昭和27年05月07日 衆議院 地方行政委員会 [008] 参考人(警視総監) 田中榮一

旧字版(新字版は下)
昭和27年05月07日 衆議院 地方行政委員会
[008]
参考人(警視総監) 田中榮一
 五月一日皇居前広場におきましてメーデーが終了いたしましてから、きわめて遺憾なことでありまするが、一部の尖鋭分子が皇居前広場に乱入いたしまして、この間これを制止せんとする警察官との間に乱闘事件が展開されまして、双方の間に相当多数の負傷者を出し、あまつさえ外国人所有の自動車に暴行が加えられ、また何ら関係のない駐留軍の兵隊等に対して、暴徒が暴行を加えたというようなことがありまして、まことに遺憾にたえない次第でございます。この間の点につきましてはいずれ後ほど私から申し上げまするが、メーデー開催までの経過につきまして、一応御説明申し上げたいと思います。

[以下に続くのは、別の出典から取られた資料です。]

// Copyright 2026 The Vowl Authors. All rights reserved.
// Use of this source code is governed by the Apache License,
// Version 2.0, that can be found in the LICENSE file.

//! Incremental force-directed layout.
//!
//! The host drives the simulation one [`ForceLayout::tick`] at a time (or in
//! batches with [`ForceLayout::run`]) and reads positions back from the
//! [`Graph`] between ticks. Each tick applies pairwise repulsion, spring
//! attraction along visible edges and a weak pull toward the center, then
//! integrates velocities scaled by the cooling temperature `alpha`.
//!
//! Only visible nodes take part. Hidden nodes keep their last position so
//! they reappear where they were when a filter reveals them again, but
//! they come back at rest.

mod config;

use std::f64::consts::TAU;

use rand::rngs::StdRng;
use rand::{Rng, SeedableRng};
use tracing::{debug, trace, warn};

use crate::common::fnv1a;
use crate::graph::{Graph, Position};

pub use self::config::{LayoutConfig, RestLengths};

#[derive(Clone, Copy, Debug, PartialEq, Eq)]
pub enum LayoutState {
    /// No positions assigned yet; the first tick initializes.
    Initializing,
    Running,
    /// `alpha` fell below `alpha_min`. Ticks are no-ops until a reheat.
    Converged,
}

/// Unit vector used to separate two coincident nodes. Derived from the ids
/// alone so it does not depend on node order, and flipped so that the two
/// nodes get opposite directions.
fn separation_direction(a: &str, b: &str) -> Position {
    let (lo, hi, sign) = if a <= b { (a, b, 1.0) } else { (b, a, -1.0) };
    let angle = (fnv1a(&[lo, hi]) as f64 / u64::MAX as f64) * TAU;
    Position::new(angle.cos(), angle.sin()) * sign
}

pub struct ForceLayout {
    config: LayoutConfig,
    state: LayoutState,
    alpha: f64,
    rng: StdRng,
    forces: Vec<Position>,
}

impl ForceLayout {
    pub fn new(config: LayoutConfig) -> Self {
        Self {
            rng: StdRng::seed_from_u64(config.seed),
            alpha: config.alpha,
            state: LayoutState::Initializing,
            forces: Vec::new(),
            config,
        }
    }

    pub fn config(&self) -> &LayoutConfig {
        &self.config
    }

    pub fn state(&self) -> LayoutState {
        self.state
    }

    pub fn alpha(&self) -> f64 {
        self.alpha
    }

    pub fn is_converged(&self) -> bool {
        self.state == LayoutState::Converged
    }

    /// Give every free node without a position a seeded random spot within
    /// `initial_radius` of the center, and start the simulation.
    pub fn initialize(&mut self, graph: &mut Graph) {
        self.rng = StdRng::seed_from_u64(self.config.seed);
        let center = self.config.center();
        let mut placed = 0;
        for i in 0..graph.node_count() {
            let node = &graph.nodes()[i];
            if node.is_pinned() || node.has_position() {
                continue;
            }
            let angle = self.rng.random::<f64>() * TAU;
            let distance = self.config.initial_radius * self.rng.random::<f64>().sqrt();
            let offset = Position::new(angle.cos(), angle.sin()) * distance;
            graph.set_position(i, center + offset);
            graph.set_velocity(i, Position::ZERO);
            placed += 1;
        }
        self.alpha = self.config.alpha;
        self.state = if self.alpha < self.config.alpha_min {
            LayoutState::Converged
        } else {
            LayoutState::Running
        };
        debug!(placed, seed = self.config.seed, "initialized layout");
    }

    /// Advance the simulation by one step.
    pub fn tick(&mut self, graph: &mut Graph) {
        match self.state {
            LayoutState::Initializing => self.initialize(graph),
            LayoutState::Converged => return,
            LayoutState::Running => {}
        }
        if self.state == LayoutState::Converged {
            return;
        }

        self.reset_non_finite(graph);
        self.accumulate_forces(graph);
        self.integrate(graph);

        self.alpha *= 1.0 - self.config.alpha_decay;
        trace!(alpha = self.alpha, "tick");
        if self.alpha < self.config.alpha_min {
            self.state = LayoutState::Converged;
            debug!(alpha = self.alpha, "layout converged");
        }
    }

    /// Tick up to `ticks` times, stopping early on convergence. Returns the
    /// number of ticks that actually moved the simulation.
    pub fn run(&mut self, graph: &mut Graph, ticks: usize) -> usize {
        let mut performed = 0;
        for _ in 0..ticks {
            if self.is_converged() {
                break;
            }
            self.tick(graph);
            performed += 1;
        }
        performed
    }

    /// Restore the starting temperature, e.g. after filters change what is
    /// visible.
    pub fn reheat(&mut self) {
        self.alpha = self.config.alpha;
        if self.state == LayoutState::Converged {
            self.state = LayoutState::Running;
        }
    }

    /// Fix a node at `position`. Returns false if there is no such node.
    pub fn pin(&mut self, graph: &mut Graph, id: &str, position: Position) -> bool {
        let Some(i) = graph.index_of(id) else {
            return false;
        };
        graph.set_position(i, position);
        graph.set_pinned(i, true);
        true
    }

    pub fn unpin(&mut self, graph: &mut Graph, id: &str) -> bool {
        let Some(i) = graph.index_of(id) else {
            return false;
        };
        graph.set_pinned(i, false);
        true
    }

    /// Move a node without pinning it; initialization leaves it in place.
    pub fn place(&mut self, graph: &mut Graph, id: &str, position: Position) -> bool {
        let Some(i) = graph.index_of(id) else {
            return false;
        };
        graph.set_position(i, position);
        graph.set_velocity(i, Position::ZERO);
        true
    }

    /// Move visible nodes with a non-finite position back to the center
    /// before any forces are computed from them.
    fn reset_non_finite(&self, graph: &mut Graph) {
        let center = self.config.center();
        for i in 0..graph.node_count() {
            let node = &graph.nodes()[i];
            if !node.is_visible() || node.position().is_finite() {
                continue;
            }
            warn!(node = %node.id, "non-finite position, resetting to center");
            graph.set_velocity(i, Position::ZERO);
            graph.set_position(i, center);
        }
    }

    fn accumulate_forces(&mut self, graph: &Graph) {
        let config = &self.config;
        let nodes = graph.nodes();
        self.forces.clear();
        self.forces.resize(nodes.len(), Position::ZERO);

        let free: Vec<usize> = (0..nodes.len())
            .filter(|&i| nodes[i].is_visible() && !nodes[i].is_pinned())
            .collect();

        // O(n^2) repulsion between all free visible pairs
        for (k, &a) in free.iter().enumerate() {
            for &b in &free[(k + 1)..] {
                let delta = nodes[b].position() - nodes[a].position();
                let d2 = delta.length_squared();
                let direction = if d2 > 0.0 {
                    delta * (1.0 / d2.sqrt())
                } else {
                    separation_direction(&nodes[a].id, &nodes[b].id)
                };
                let force = direction * (config.charge_strength / d2.max(config.epsilon));
                self.forces[a] += force;
                self.forces[b] += force * -1.0;
            }
        }

        // springs along visible edges
        for (edge, &(s, t)) in graph.edges().iter().zip(graph.endpoints()) {
            if !edge.is_visible() || s == t {
                continue;
            }
            let delta = nodes[t].position() - nodes[s].position();
            let d = delta.length();
            if d == 0.0 {
                continue;
            }
            let rest = config.rest_lengths.get(edge.edge_type);
            let force = delta * (config.link_strength * (d - rest) / d);
            self.forces[s] += force;
            self.forces[t] += force * -1.0;
        }

        let center = config.center();
        for &i in &free {
            self.forces[i] += (center - nodes[i].position()) * config.center_strength;
        }
    }

    fn integrate(&mut self, graph: &mut Graph) {
        let center = self.config.center();
        for i in 0..graph.node_count() {
            let node = &graph.nodes()[i];
            if !node.is_visible() || node.is_pinned() {
                graph.set_velocity(i, Position::ZERO);
                continue;
            }

            let velocity =
                (node.velocity() + self.forces[i] * (1.0 / node.mass())) * self.config.velocity_decay;
            let position = node.position() + velocity * self.alpha;
            if position.is_finite() && velocity.is_finite() {
                graph.set_velocity(i, velocity);
                graph.set_position(i, position);
            } else {
                warn!(node = %node.id, "non-finite position, resetting to center");
                graph.set_velocity(i, Position::ZERO);
                graph.set_position(i, center);
            }
        }
    }
}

 今回のメーデーの開催は総評の島上善五郎氏が実行委員長になりまして、総評といたしましては統一メーデーをすることに決定をいたしまして、メーデー実施の方法につきまして、いろいろ治安上関係がありまするので、警視庁当局とも再三再四連絡をとりまして、総評側の意見も十分に聴取いたしまするし、また警察側の意見も総評側において十分聴取してもらい、双方意見の一致したところで、今回のメーデー実行案なるものができたのであります。総評側としましては、皇居前広場は目下使用につきましては裁判上の手続によつて係争中でありまするので、とりあえず神宮外苑をメーデー大会の場所とすることに方針が決定をいたしまして、そして神宮外苑において大会を開催する。大会が終了いたしましたならば、全体の参加人員を適当に五つに区分いたしまして、メーデーの行進を実施させるということにきまつたのであります。一班は神宮外苑から出発して新宿駅前において解散をする。他の一つは渋谷の道玄坂の繁華街を行進をして東急の駅前広場において解散をする。それからいま一班は外苑を出まして外堀を通つて九段坂を通り、小石川の後楽園の球場付近の広場において解散をする。これが第三班であります。
 それから第四班としましては、神宮外苑から溜池、虎ノ門、田村町に出まして、日比谷公園において解散する。これを南部班と称しております。それから他の一班は中部班と称しまして、赤坂見付から永田町に出て、永田町から国会の周辺を迂回して霞ケ関に出て霞ケ関から日比谷公園内に入り、日比谷公園において解散をする。大体五つの班にわかれて行進を始めるということになつたのであります。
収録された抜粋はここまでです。